- Chechen–Russian conflict: Part of Russo-Caucasian conflict
| Date | 8 March 1785 – 19 December 2017 (232 years, 9 months, 1 week and 4 days) (recent phase: 1991–2017) |
| Location | North Caucasus |
| Result | Russian victory; end of conflict proclaimed in 2017; Several wars between Russian and Chechen forces resulted in: Russian victory (1708, 1722, 1757, 1770, 1791, 1822, 1861, 1864, 1877, 1921, 1929, 1944); Khasavyurt Accord (1996); Russian victory (2009); Islamic State insurgency; ; |
| Territorial changes | Chechnya incorporated into Russia as the Terek Oblast after the Murid War (1859–1917); Chechen independence in the MRNC (1917–1922); Chechen AO (later Checheno-Ingush AO) incorporated into the Soviet Union (1922–1936); Checheno-Ingush ASSR incorporated into the Russian SFSR (1936–1944; 1957–1991); Provisional government supported by Nazi Germany (1940–1944); Deportation of the Chechens and Ingush to Central Asia (1944–1957); Independence as the Chechen Republic of Ichkeria (1991–2000); Russia topples the leadership of Chechnya (2000–2017); |

Belligerents
- Chechen states, militants and allied groups: Russian Federation; (1991–2017);
- Including:; Caucasus Emirate; (2007–2017); Chechen Republic of Ichkeria; (1991–2007); Confederation of Mountain Peoples of the Caucasus; (1989–2000); North Caucasus National Committee; (1940–1944); Red Chechens; (1917–1922); Mountain Republic; (1917–1922); Caucasian Imamate; (1828–1859); Sheikh Mansur Movement; (1785–1791);: Preceded by:; Soviet Union; (1922–1991); Soviet Russia; (1917–1922); Russian State; (1917–1920); Russian Empire; (1785–1917);

= Chechen–Russian conflict =

Centuries-long theater of the Russo-Caucasian conflict

The Chechen–Russian conflict (Чеченский конфликт; Нохчийн-Оьрсийн дов) was the centuries-long ethnic and political conflict, often armed, between the Russian, Soviet and Imperial Russian governments and various Chechen forces. The recent phase of the conflict started after the dissolution of the Soviet Union in 1991 and ended with the oppression of Chechen separatist leaders and crushing of the separatist movement in the republic proper in 2017.

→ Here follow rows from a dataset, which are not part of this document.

//! The HTTP server boundary (spec §6.2/§6.3): uploading/fetching the
//! opaque wrapped master key, and reading/writing the opaque sealed
//! manifest. The core never interprets the manifest plaintext — the
//! server side is further out of scope still, reached only through this
//! trait.

use crate::error::ServerError;
use crate::manifest::SealedManifest;
use async_trait::async_trait;
use serde::{Deserialize, Serialize};
use std::sync::Mutex;

#[derive(Debug, Clone, Serialize, Deserialize)]
pub struct ManifestPutAck {
    pub vault_id: String,
    pub version: u64,
    pub etag: String,
    pub updated_at: String,
}

#[async_trait]
pub trait ServerClient: Send + Sync {
    async fn upload_wmk(&self, wmk_b64: &str) -> Result<(), ServerError>;
    async fn fetch_wmk(&self) -> Result<Option<String>, ServerError>;
    async fn fetch_manifest(&self) -> Result<Option<SealedManifest>, ServerError>;
    async fn put_manifest(&self, sealed: &SealedManifest, version: u64) -> Result<ManifestPutAck, ServerError>;
}

#[derive(Debug, Serialize)]
struct UploadWmkRequest<'a> {
    wrapped_mk: &'a str,
}

#[derive(Debug, Deserialize)]
struct UploadWmkResponse {
    #[allow(dead_code)]
    ok: bool,
}

#[derive(Debug, Deserialize)]
struct LoginResponseWmk {
    wrapped_mk: Option<String>,
}

#[derive(Debug, Serialize)]
struct PutManifestRequest<'a> {
    version: u64,
    nonce: &'a str,
    ciphertext: &'a str,
}

/// Production client. Carries its own bearer token and base URL; never
/// mints or validates the token itself (spec §6: "the core reads
/// `SessionToken::expires_at` only").
#[cfg(feature = "http-client")]
pub struct HttpServerClient {
    http: reqwest::Client,
    base_url: String,
    bearer_token: String,
}

#[cfg(feature = "http-client")]
impl HttpServerClient {
    #[must_use]
    pub fn new(http: reqwest::Client, base_url: impl Into<String>, bearer_token: impl Into<String>) -> Self {
        Self {
            http,
            base_url: base_url.into(),
            bearer_token: bearer_token.into(),
        }
    }

    fn url(&self, path: &str) -> String {
        format!("{}{}", self.base_url.trim_end_matches('/'), path)
    }

    fn map_response_status(status: reqwest::StatusCode) -> Option<ServerError> {
        if status == reqwest::StatusCode::UNAUTHORIZED {
            Some(ServerError::Unauthorized)
        } else if !status.is_success() {
            Some(ServerError::Rejected(format!("server returned {status}")))
        } else {
            None
        }
    }
}

#[cfg(feature = "http-client")]
#[async_trait]
impl ServerClient for HttpServerClient {
    async fn upload_wmk(&self, wmk_b64: &str) -> Result<(), ServerError> {
        let resp = self
            .http
            .post(self.url("/user/wmk"))
            .bearer_auth(&self.bearer_token)
            .json(&UploadWmkRequest { wrapped_mk: wmk_b64 })
            .send()
            .await
            .map_err(|e| ServerError::Transport(e.to_string()))?;

        if let Some(err) = Self::map_response_status(resp.status()) {
            return Err(err);
        }
        let _: UploadWmkResponse = resp.json().await.map_err(|e| ServerError::Transport(e.to_string()))?;
        Ok(())
    }

    async fn fetch_wmk(&self) -> Result<Option<String>, ServerError> {
        let resp = self
            .http
            .get(self.url("/user/login"))
            .bearer_auth(&self.bearer_token)
            .send()
            .await
            .map_err(|e| ServerError::Transport(e.to_string()))?;

        if let Some(err) = Self::map_response_status(resp.status()) {
            return Err(err);
        }
        let body: LoginResponseWmk = resp.json().await.map_err(|e| ServerError::Transport(e.to_string()))?;
        Ok(body.wrapped_mk)
    }

    async fn fetch_manifest(&self) -> Result<Option<SealedManifest>, ServerError> {
        let resp = self
            .http
            .get(self.url("/vault/manifest"))
            .bearer_auth(&self.bearer_token)
            .send()
            .await
            .map_err(|e| ServerError::Transport(e.to_string()))?;

        if resp.status() == reqwest::StatusCode::NOT_FOUND {
            return Ok(None);
        }
        if let Some(err) = Self::map_response_status(resp.status()) {
            return Err(err);
        }
        let sealed: SealedManifest = resp.json().await.map_err(|e| ServerError::Transport(e.to_string()))?;
        Ok(Some(sealed))
    }

    async fn put_manifest(&self, sealed: &SealedManifest, version: u64) -> Result<ManifestPutAck, ServerError> {
        let resp = self
            .http
            .put(self.url("/vault/manifest"))
            .bearer_auth(&self.bearer_token)
            .json(&PutManifestRequest {
                version,
                nonce: &sealed.nonce_b64,
                ciphertext: &sealed.ciphertext_b64,
            })
            .send()
            .await
            .map_err(|e| ServerError::Transport(e.to_string()))?;

        if let Some(err) = Self::map_response_status(resp.status()) {
            return Err(err);
        }
        resp.json().await.map_err(|e| ServerError::Transport(e.to_string()))
    }
}

/// Test double that never touches the network. Records every call it
/// receives so orchestrator tests can assert on interaction, not just the
/// return value.
#[derive(Default)]
pub struct RecordingServerClient {
    pub uploaded_wmks: Mutex<Vec<String>>,
    pub stub_wmk: Mutex<Option<String>>,
    pub stub_manifest: Mutex<Option<SealedManifest>>,
    pub fail_upload: Mutex<bool>,
    pub fail_upload_unauthorized: Mutex<bool>,
}

impl RecordingServerClient {
    #[must_use]
    pub fn new() -> Self {
        Self::default()
    }

    pub fn with_stub_wmk(self, wmk: Option<String>) -> Self {
        *self.stub_wmk.lock().unwrap() = wmk;
        self
    }

    pub fn set_fail_upload(&self, fail: bool) {
        *self.fail_upload.lock().unwrap() = fail;
    }

    /// Simulates the server rejecting the upload with a 401, as opposed to
    /// an ordinary transport failure — the distinction `Orchestrator::unlock`
    /// uses to choose `SessionExpired` over `WmkUploadFailed`.
    pub fn set_fail_upload_unauthorized(&self, fail: bool) {
        *self.fail_upload_unauthorized.lock().unwrap() = fail;
    }
}

#[async_trait]
impl ServerClient for RecordingServerClient {
    async fn upload_wmk(&self, wmk_b64: &str) -> Result<(), ServerError> {
        if *self.fail_upload_unauthorized.lock().unwrap() {
            return Err(ServerError::Unauthorized);
        }
        if *self.fail_upload.lock().unwrap() {
            return Err(ServerError::Transport("simulated network failure".into()));
        }
        self.uploaded_wmks.lock().unwrap().push(wmk_b64.to_string());
        *self.stub_wmk.lock().unwrap() = Some(wmk_b64.to_string());
        Ok(())
    }

    async fn fetch_wmk(&self) -> Result<Option<String>, ServerError> {
        Ok(self.stub_wmk.lock().unwrap().clone())
    }

    async fn fetch_manifest(&self) -> Result<Option<SealedManifest>, ServerError> {
        Ok(self.stub_manifest.lock().unwrap().clone())
    }

    async fn put_manifest(&self, sealed: &SealedManifest, version: u64) -> Result<ManifestPutAck, ServerError> {
        *self.stub_manifest.lock().unwrap() = Some(sealed.clone());
        Ok(ManifestPutAck {
            vault_id: "test-vault".into(),
            version,
            etag: format!("etag-{version}"),
            updated_at: "1970-01-01T00:00:00Z".into(),
        })
    }
}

Formal hostilities in Chechnya date back to 1785, though elements of the conflict can be traced back considerably further. The Russian Empire ostensibly had little interest in the North Caucasus other than as a communication route to its ally the Kingdom of Kartli-Kakheti (eastern Georgia) and its enemies, the Persian and Ottoman Empires, but growing tensions triggered by Russian activities in the region resulted in an uprising of Chechens against the Russian presence in 1785, followed by further clashes and the outbreak of the Caucasian War in 1817. Russia officially won against the Imamate in 1864 but only succeeded in defeating the Chechen forces in 1877.

During the Russian Civil War, Chechens and other Caucasian nations lived in independence for a few years before being Sovietized in 1921. In 1944 on the grounds of dubious allegations of widespread collaboration with the advancing German forces, the Chechen nation as a collective were deported to Central Asia.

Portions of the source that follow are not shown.